Tomorrow's "Let Women Speak gathering" in Wellington has reportedly been cancelled, after Posie Parker's rally in Auckland today was abandoned.
"Tomorrow's Let Women Speak gathering in Wellington has been cancelled," a media statement released this afternoon by Speak Up for Women said. Parker hasn't confirmed the cancellation herself yet.
She told Stuff she would update whether it was going ahead tomorrow morning.
The New Zealand Herald reported she checked into a flight at Auckland International Airport, escorted by police, tonight.
The statement repeated Parker's views, and strongly criticised the actions of counter-protesters at Auckland's Albert Park today.
"Drowning out the speech of people you don’t like is the cowardly approach of people unwilling to debate contesting views."
The statement also criticised the media's reporting of today's event.
"There was not a 'scuffle' between supporters and Mrs Keen-Minshull did not leave because she got some paint thrown at her," it read, saying an "activist mob" "stampeded" Parker and her supporters, with a number "assaulted and physically harmed".
"Speak Up for Women thanks Mrs Keen-Minshull for having the courage to come to New Zealand and showing up in Albert Park today," the statement said, adding Speak Up for Women intend to lay a complaint with the Independent Police Conduct Authority.
'Potential safety risk'
Police said earlier that Parker was escorted out after the event became unsafe.
"The role of police at events like this is to ensure safety and uphold the law, while recognising the lawful right to protest," a spokesperson said.
"Police were at Albert Park this morning monitoring the event and the counter-protest.
"As soon as it became clear there was a potential safety risk to the event speaker, she was escorted from the area by police staff."
They later added that no arrests were made at today's event.
"Police are making enquiries in to all reports of offending during the events."
'We reject this narrative'
In a statement responding to the cancellation, Auckland Pride said: "Tāmaki Makaurau demonstrated its values today and stood up to the vile anti-trans hatred of Posie Parker.
"Parker's subsequent withdrawal from her Wellington event demonstrates the power of community organising and solidarity in showing her that her hateful views are not welcome here."
The group said they had "taken lessons from today about our need to play a greater role to ensure future events remain peaceful and non-violent, especially in a time of rising hatred globally towards rainbow communities", but disputed Parker's version of events.
"Auckland Pride unequivocally stands by peaceful protest as a means of counter protest, and does not endorse any physical violence, regardless of the extent of injury caused.
"There is a narrative quickly taking hold amongst anti-trans groups and individuals that Parker abandoned her event because of violence from our community.
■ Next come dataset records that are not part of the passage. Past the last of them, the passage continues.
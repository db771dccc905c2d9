// Copyright 2025-Present Datadog, Inc. https://www.datadoghq.com/
// SPDX-License-Identifier: Apache-2.0

use std::path::PathBuf;

use figment::{
    providers::{Format, Serialized, Yaml},
    Figment,
};
use tracing::debug;

use crate::config::{Config, ConfigError, ConfigSource};

/// YAML file layered over the current configuration. A missing file is not an error.
#[derive(Debug, PartialEq, Clone)]
#[allow(clippy::module_name_repetitions)]
pub struct YamlConfigSource {
    pub path: PathBuf,
}

impl ConfigSource for YamlConfigSource {
    fn load(&self, config: &mut Config) -> Result<(), ConfigError> {
        if !self.path.exists() {
            debug!(path = %self.path.display(), "no config file, skipping");
            return Ok(());
        }

        let figment = Figment::from(Serialized::defaults(&*config)).merge(Yaml::file(&self.path));
        *config = figment.extract().map_err(|e| {
            ConfigError::Parse(format!(
                "Failed to parse config from yaml file {}: {e}",
                self.path.display()
            ))
        })?;
        Ok(())
    }
}
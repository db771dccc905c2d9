// Copyright 2025-Present Datadog, Inc. https://www.datadoghq.com/
// SPDX-License-Identifier: Apache-2.0

//! Normalized records exchanged over the bus.

use std::fmt;
use std::time::Duration;

use serde::{Deserialize, Serialize};
use serde_json::{Map, Value};

/// Free-form key/value set carried by events as labels or annotations.
pub type Fields = Map<String, Value>;

/// What an [`Event`] describes. Output adapters pick their record shape from this.
#[derive(Debug, Clone, Copy, PartialEq, Eq, Hash, Serialize, Deserialize)]
#[serde(rename_all = "lowercase")]
pub enum EventKind {
    /// Metric-like event (alarms, notifications, collectd events).
    Event,
    Log,
    Task,
    Error,
    Result,
}

impl EventKind {
    #[must_use]
    pub fn as_str(&self) -> &'static str {
        match self {
            EventKind::Event => "event",
            EventKind::Log => "log",
            EventKind::Task => "task",
            EventKind::Error => "error",
            EventKind::Result => "result",
        }
    }
}

impl fmt::Display for EventKind {
    fn fmt(&self, f: &mut fmt::Formatter<'_>) -> fmt::Result {
        f.write_str(self.as_str())
    }
}

/// Internal severity buckets.
#[derive(Debug, Clone, Copy, PartialEq, Eq, Hash, Default, Serialize, Deserialize)]
#[serde(rename_all = "UPPERCASE")]
pub enum Severity {
    Critical,
    Warning,
    Info,
    #[default]
    Unknown,
}

impl Severity {
    #[must_use]
    pub fn as_str(&self) -> &'static str {
        match self {
            Severity::Critical => "CRITICAL",
            Severity::Warning => "WARNING",
            Severity::Info => "INFO",
            Severity::Unknown => "UNKNOWN",
        }
    }
}

impl fmt::Display for Severity {
    fn fmt(&self, f: &mut fmt::Formatter<'_>) -> fmt::Result {
        f.write_str(self.as_str())
    }
}

/// A normalized unit of telemetry. Immutable once published.
#[derive(Debug, Clone, PartialEq, Serialize, Deserialize)]
pub struct Event {
    /// Logical target (index name) the formatted record is written under.
    pub destination_key: String,
    /// Seconds since the Unix epoch; `0.0` means "unknown, use now".
    pub timestamp_epoch: f64,
    pub kind: EventKind,
    pub publisher: String,
    pub severity: Severity,
    pub labels: Fields,
    pub annotations: Fields,
    pub message: String,
}

impl Event {
    #[must_use]
    pub fn new(destination_key: impl Into<String>, kind: EventKind) -> Self {
        Event {
            destination_key: destination_key.into(),
            timestamp_epoch: 0.0,
            kind,
            publisher: String::new(),
            severity: Severity::Unknown,
            labels: Fields::new(),
            annotations: Fields::new(),
            message: String::new(),
        }
    }
}

#[derive(Debug, Clone, Copy, PartialEq, Eq)]
pub enum MetricKind {
    Counter,
    Gauge,
    Untyped,
}

/// Operational counter reported by an adapter about itself.
#[derive(Debug, Clone, PartialEq)]
pub struct Metric {
    pub name: String,
    /// Seconds since the Unix epoch; `0.0` lets the consumer stamp it.
    pub time: f64,
    pub kind: MetricKind,
    pub interval: Duration,
    pub value: f64,
    pub label_keys: Vec<String>,
    pub label_values: Vec<String>,
}

#[cfg(test)]
mod tests {
    use super::*;

    #[test]
    fn test_severity_strings() {
        assert_eq!(Severity::Critical.to_string(), "CRITICAL");
        assert_eq!(Severity::Warning.to_string(), "WARNING");
        assert_eq!(Severity::Info.to_string(), "INFO");
        assert_eq!(Severity::Unknown.to_string(), "UNKNOWN");
        assert_eq!(Severity::default(), Severity::Unknown);
    }

    #[test]
    fn test_event_kind_serializes_like_display() {
        for kind in [
            EventKind::Event,
            EventKind::Log,
            EventKind::Task,
            EventKind::Error,
            EventKind::Result,
        ] {
            let json = serde_json::to_string(&kind).unwrap();
            assert_eq!(json, format!("\"{kind}\""));
        }
    }

    #[test]
    fn test_new_event_defaults() {
        let event = Event::new("logs-h1-2024-1-2", EventKind::Log);
        assert_eq!(event.destination_key, "logs-h1-2024-1-2");
        assert_eq!(event.timestamp_epoch, 0.0);
        assert_eq!(event.severity, Severity::Unknown);
        assert!(event.labels.is_empty());
    }
}
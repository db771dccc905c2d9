// Copyright 2025-Present Datadog, Inc. https://www.datadoghq.com/
// SPDX-License-Identifier: Apache-2.0

//! Serialization of events into backend records.
//!
//! One event type yields structurally different records depending on [`EventKind`]:
//!
//! ```text
//!   EventKind::Event ─> {"event_type", "generated", "severity", "labels", "annotations"}
//!   EventKind::Log   ─> {"@timestamp", "labels" (annotations + labels, flat strings), "message"}
//!   other kinds      ─> not forwarded
//! ```
//!
//! Either a complete record is produced or a [`FormatError`] is returned; there is no partial
//! output.

use std::collections::BTreeMap;

use serde::Serialize;
use serde_json::Value;

use crate::error::FormatError;
use crate::event::{Event, EventKind, Fields};
use crate::time::{nanos_from_epoch, time_from_epoch};

/// Label key overwritten with the event's own severity in log records.
pub const SEVERITY_LABEL: &str = "severity";

#[derive(Debug, Serialize)]
struct EventRecord<'a> {
    event_type: &'static str,
    generated: String,
    severity: &'static str,
    labels: &'a Fields,
    annotations: &'a Fields,
}

#[derive(Debug, Serialize)]
struct LogRecord<'a> {
    #[serde(rename = "@timestamp")]
    timestamp: String,
    labels: BTreeMap<String, String>,
    message: &'a str,
}

/// A log line ready to be grouped into a Loki stream.
#[derive(Debug, Clone, PartialEq, Eq)]
pub struct LokiEntry {
    pub labels: BTreeMap<String, String>,
    pub line: String,
    pub timestamp_ns: i64,
}

/// Formats `event` for a document store, or `None` for kinds that are not forwarded.
pub fn format_record(event: &Event) -> Result<Option<String>, FormatError> {
    match event.kind {
        EventKind::Event => format_event_record(event).map(Some),
        EventKind::Log => format_log_record(event).map(Some),
        EventKind::Task | EventKind::Error | EventKind::Result => Ok(None),
    }
}

/// Metric/event shape: labels and annotations are copied verbatim.
pub fn format_event_record(event: &Event) -> Result<String, FormatError> {
    let record = EventRecord {
        event_type: event.kind.as_str(),
        generated: time_from_epoch(event.timestamp_epoch),
        severity: event.severity.as_str(),
        labels: &event.labels,
        annotations: &event.annotations,
    };
    Ok(serde_json::to_string(&record)?)
}

/// Log shape: annotations and labels flattened into one string map, severity corrected.
pub fn format_log_record(event: &Event) -> Result<String, FormatError> {
    let record = LogRecord {
        timestamp: time_from_epoch(event.timestamp_epoch),
        labels: merged_labels(event),
        message: &event.message,
    };
    Ok(serde_json::to_string(&record)?)
}

#[must_use]
pub fn format_loki_entry(event: &Event) -> LokiEntry {
    LokiEntry {
        labels: merged_labels(event),
        line: event.message.clone(),
        timestamp_ns: nanos_from_epoch(event.timestamp_epoch),
    }
}

/// Annotations merged with labels (labels win on collision), then `severity` overwritten.
#[must_use]
pub fn merged_labels(event: &Event) -> BTreeMap<String, String> {
    let mut merged: BTreeMap<String, String> = event
        .annotations
        .iter()
        .chain(event.labels.iter())
        .map(|(key, value)| (key.clone(), stringify(value)))
        .collect();
    merged.insert(
        SEVERITY_LABEL.to_string(),
        event.severity.as_str().to_string(),
    );
    merged
}

fn stringify(value: &Value) -> String {
    match value {
        Value::String(text) => text.clone(),
        Value::Null => String::new(),
        other => other.to_string(),
    }
}
// Copyright 2025-Present Datadog, Inc. https://www.datadoghq.com/
// SPDX-License-Identifier: Apache-2.0

//! Minimal Elasticsearch REST client: ping, document indexing and index removal.

use async_trait::async_trait;
use reqwest::{Method, RequestBuilder, Response};
use serde::Deserialize;
use tracing::debug;

use crate::dispatch::BatchWriter;
use crate::elasticsearch::AppConfig;
use crate::error::{DispatchError, StartupError};
use crate::http::{build_endpoint, Endpoint, DEFAULT_TIMEOUT};

const NDJSON: &str = "application/x-ndjson";
const JSON: &str = "application/json";

#[derive(Debug, Deserialize)]
struct BulkResponse {
    #[serde(default)]
    errors: bool,
    #[serde(default)]
    items: Vec<serde_json::Map<String, serde_json::Value>>,
}

#[derive(Debug, Clone)]
struct BasicAuth {
    user: String,
    password: String,
}

#[derive(Debug, Clone)]
pub struct ElasticClient {
    endpoint: Endpoint,
    auth: Option<BasicAuth>,
}

impl ElasticClient {
    /// Builds the client and pings the host. Either failure is fatal to the adapter.
    pub async fn connect(config: &AppConfig) -> Result<Self, StartupError> {
        let endpoint = build_endpoint(&config.host_url, &config.tls, DEFAULT_TIMEOUT).await?;
        let auth = config.use_basic_auth.then(|| BasicAuth {
            user: config.user.clone(),
            password: config.password.clone(),
        });
        let client = ElasticClient { endpoint, auth };

        client
            .ping()
            .await
            .map_err(|e| StartupError::Connection {
                endpoint: config.host_url.clone(),
                reason: e.to_string(),
            })?;
        Ok(client)
    }

    pub async fn ping(&self) -> Result<(), DispatchError> {
        let response = self.request(Method::GET, &[])?.send().await?;
        check_status(response).await.map(|_| ())
    }

    /// Writes `records` (serialized JSON documents) into `index`.
    ///
    /// In bulk mode all records go out in a single `_bulk` request and any per-item failure
    /// fails the whole call. Otherwise each record is its own request, stopping at the first
    /// failure.
    pub async fn index(
        &self,
        index: &str,
        records: &[String],
        bulk: bool,
    ) -> Result<(), DispatchError> {
        if bulk {
            return self.bulk_index(index, records).await;
        }

        for record in records {
            let response = self
                .request(Method::POST, &[index, "_doc"])?
                .header(reqwest::header::CONTENT_TYPE, JSON)
                .body(record.clone())
                .send()
                .await?;
            check_status(response).await?;
        }
        Ok(())
    }

    async fn bulk_index(&self, index: &str, records: &[String]) -> Result<(), DispatchError> {
        let response = self
            .request(Method::POST, &["_bulk"])?
            .header(reqwest::header::CONTENT_TYPE, NDJSON)
            .body(bulk_body(index, records))
            .send()
            .await?;
        let body = check_status(response).await?;

        let parsed: BulkResponse = serde_json::from_str(&body)
            .map_err(|e| DispatchError::Other(format!("unreadable bulk response: {e}")))?;
        if parsed.errors {
            let failed = parsed
                .items
                .iter()
                .filter(|item| item.values().any(|result| result.get("error").is_some()))
                .count();
            return Err(DispatchError::Rejected {
                failed,
                total: records.len(),
            });
        }
        Ok(())
    }

    /// Removes every index matching `patterns`. Patterns matching nothing are not an error.
    pub async fn delete_indices(&self, patterns: &[String]) -> Result<(), DispatchError> {
        if patterns.is_empty() {
            return Ok(());
        }
        let joined = patterns.join(",");
        let response = self
            .request(Method::DELETE, &[joined.as_str()])?
            .query(&[("ignore_unavailable", "true")])
            .send()
            .await?;
        check_status(response).await?;
        debug!(indices = ?patterns, "deleted indices");
        Ok(())
    }

    fn request(&self, method: Method, segments: &[&str]) -> Result<RequestBuilder, DispatchError> {
        let url = self.endpoint.url(segments)?;
        let builder = self.endpoint.client.request(method, url);
        Ok(match &self.auth {
            Some(auth) => builder.basic_auth(&auth.user, Some(&auth.password)),
            None => builder,
        })
    }
}

#[async_trait]
impl BatchWriter for ElasticClient {
    async fn write(
        &self,
        destination_key: &str,
        records: &[String],
        bulk: bool,
    ) -> Result<(), DispatchError> {
        self.index(destination_key, records, bulk).await
    }
}

fn bulk_body(index: &str, records: &[String]) -> String {
    let action = serde_json::json!({ "index": { "_index": index } }).to_string();
    let mut body = String::with_capacity(records.iter().map(|r| r.len() + action.len() + 2).sum());
    for record in records {
        body.push_str(&action);
        body.push('\n');
        body.push_str(record);
        body.push('\n');
    }
    body
}

async fn check_status(response: Response) -> Result<String, DispatchError> {
    let status = response.status();
    let body = response.text().await?;
    if status.is_success() {
        Ok(body)
    } else {
        Err(DispatchError::Status { status, body })
    }
}
// Copyright 2025-Present Datadog, Inc. https://www.datadoghq.com/
// SPDX-License-Identifier: Apache-2.0

#![cfg_attr(not(test), deny(clippy::panic))]
#![cfg_attr(not(test), deny(clippy::unwrap_used))]
#![cfg_attr(not(test), deny(clippy::expect_used))]
#![cfg_attr(not(test), deny(clippy::todo))]
#![cfg_attr(not(test), deny(clippy::unimplemented))]

mod logger;

use std::path::PathBuf;
use std::process::ExitCode;
use std::sync::Arc;
use std::{env, time::Duration};

use tokio::task::JoinHandle;
use tokio_util::sync::CancellationToken;
use tracing::{debug, error, info, warn};
use tracing_subscriber::EnvFilter;

use sg_forwarder::{
    bus::{Application, BusPublisher, EventBus},
    dispatch::AdapterStats,
    config::{self, log_level::LogLevel, Config},
    elasticsearch, loki,
    logs::LogHandler,
    transport::LogListener,
};

/// Time given to background tasks to wind down after cancellation.
const SHUTDOWN_GRACE: Duration = Duration::from_secs(5);

#[tokio::main]
pub async fn main() -> ExitCode {
    let config_directory = env::var("SG_CONFIG_DIR")
        .map(PathBuf::from)
        .unwrap_or_else(|_| PathBuf::from("."));

    let config = config::get_config(&config_directory);
    let log_level = config
        .as_ref()
        .map_or(LogLevel::default(), |config| config.log_level);
    if let Err(e) = init_logging(log_level) {
        eprintln!("failed to initialize logging: {e}");
        return ExitCode::FAILURE;
    }

    let config = match config {
        Ok(config) => config,
        Err(e) => {
            error!("Error loading configuration: {e}");
            return ExitCode::FAILURE;
        }
    };
    debug!("Logging subsystem enabled");

    match run(config).await {
        Ok(()) => ExitCode::SUCCESS,
        Err(e) => {
            error!("{e}");
            ExitCode::FAILURE
        }
    }
}

fn init_logging(log_level: LogLevel) -> Result<(), Box<dyn std::error::Error>> {
    let env_filter = format!(
        "h2=off,hyper=off,rustls=off,reqwest=off,{}",
        log_level.as_level_filter()
    );

    let subscriber = tracing_subscriber::fmt::Subscriber::builder()
        .with_env_filter(EnvFilter::try_new(env_filter)?)
        .with_level(true)
        .with_target(false)
        .with_ansi(false)
        .without_time()
        .event_format(logger::Formatter)
        .finish();

    tracing::subscriber::set_global_default(subscriber)?;
    Ok(())
}

fn report_stats(
    plugin: &'static str,
    stats: Arc<AdapterStats>,
    publisher: BusPublisher,
    cancel: CancellationToken,
) -> JoinHandle<()> {
    tokio::spawn(async move { stats.run(plugin, &publisher, cancel).await })
}

async fn run(config: Config) -> Result<(), String> {
    let cancel = CancellationToken::new();
    let mut tasks: Vec<JoinHandle<()>> = Vec::new();
    let mut applications: Vec<Arc<dyn Application>> = Vec::new();
    let (bus, publisher) = EventBus::new();

    if let Some(es_config) = &config.elasticsearch {
        match elasticsearch::start(es_config).await {
            Ok((app, worker)) => {
                tasks.push(tokio::spawn(worker.run(cancel.clone())));
                tasks.push(report_stats(
                    elasticsearch::APP_NAME,
                    Arc::clone(app.stats()),
                    publisher.clone(),
                    cancel.clone(),
                ));
                applications.push(Arc::new(app));
            }
            Err(e) => error!(plugin = elasticsearch::APP_NAME, "adapter disabled: {e}"),
        }
    }

    if let Some(loki_config) = &config.loki {
        match loki::start(loki_config).await {
            Ok((app, worker)) => {
                tasks.push(tokio::spawn(worker.run(cancel.clone())));
                tasks.push(report_stats(
                    loki::APP_NAME,
                    Arc::clone(app.stats()),
                    publisher.clone(),
                    cancel.clone(),
                ));
                applications.push(Arc::new(app));
            }
            Err(e) => error!(plugin = loki::APP_NAME, "adapter disabled: {e}"),
        }
    }

    if applications.is_empty() {
        return Err("no output adapter could be started, exiting".to_string());
    }
    info!(
        applications = ?applications.iter().map(|app| app.name()).collect::<Vec<_>>(),
        "output adapters running"
    );

    let handler = Arc::new(LogHandler::new(config.logs.clone()));

    let listener = LogListener::bind(
        &config.transport,
        Arc::clone(&handler),
        Arc::new(publisher.clone()),
        cancel.clone(),
    )
    .await
    .map_err(|e| format!("failed to bind {}: {e}", config.transport.address))?;
    info!(address = %config.transport.address, "listening for logs");

    tasks.push(tokio::spawn(listener.spin()));
    tasks.push(tokio::spawn({
        let cancel = cancel.clone();
        async move { handler.run(&publisher, cancel).await }
    }));
    tasks.push(tokio::spawn(bus.run(applications, cancel.clone())));

    if let Err(e) = tokio::signal::ctrl_c().await {
        error!("failed to listen for shutdown signal: {e}");
    }
    info!("shutting down");
    cancel.cancel();

    for task in tasks {
        match tokio::time::timeout(SHUTDOWN_GRACE, task).await {
            Ok(Ok(())) => {}
            Ok(Err(e)) => warn!("task ended abnormally: {e}"),
            Err(_) => warn!("task did not stop within {:?}", SHUTDOWN_GRACE),
        }
    }
    Ok(())
}
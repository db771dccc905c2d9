// Copyright 2025-Present Datadog, Inc. https://www.datadoghq.com/
// SPDX-License-Identifier: Apache-2.0

use figment::{
    providers::{Env, Serialized},
    Figment,
};

use crate::config::{Config, ConfigError, ConfigSource};

/// Prefix of every environment variable read by [`EnvConfigSource`].
pub const ENV_PREFIX: &str = "SG_";

/// `SG_*` environment variables layered over the current configuration.
#[derive(Debug, Clone, Copy)]
#[allow(clippy::module_name_repetitions)]
pub struct EnvConfigSource;

impl ConfigSource for EnvConfigSource {
    fn load(&self, config: &mut Config) -> Result<(), ConfigError> {
        let figment =
            Figment::from(Serialized::defaults(&*config)).merge(Env::prefixed(ENV_PREFIX).split("__"));
        *config = figment.extract().map_err(|e| {
            ConfigError::Parse(format!("Failed to parse config from environment: {e}"))
        })?;
        Ok(())
    }
}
We reject this narrative.
"We are of the firm belief that the demonstration of unity, celebration, and acceptance alongside joyous music, chanting, and noise of 5000 supporters was too loud to overcome and the reason for her departure - and not the actions of any one individual."
Posie Parker's entry to NZ encourages hatred - activist
Queer activist Shaneel Lal told Breakfast on Thursday that Parker exacerbates queer hatred, which is already at an "all-time high".
"You look at the amount of queer hatred that has been allowed in our country, last year rainbow youth got burned down in an arson attack, Gloria Greymouth, a pink queer church was vandalised, and a rainbow flag was burnt and staked in their lawn," they said.
"So when you bring someone like Posie Parker into our country, what she does is normalise hatred towards queer people, and it emboldens people to act on hate speech."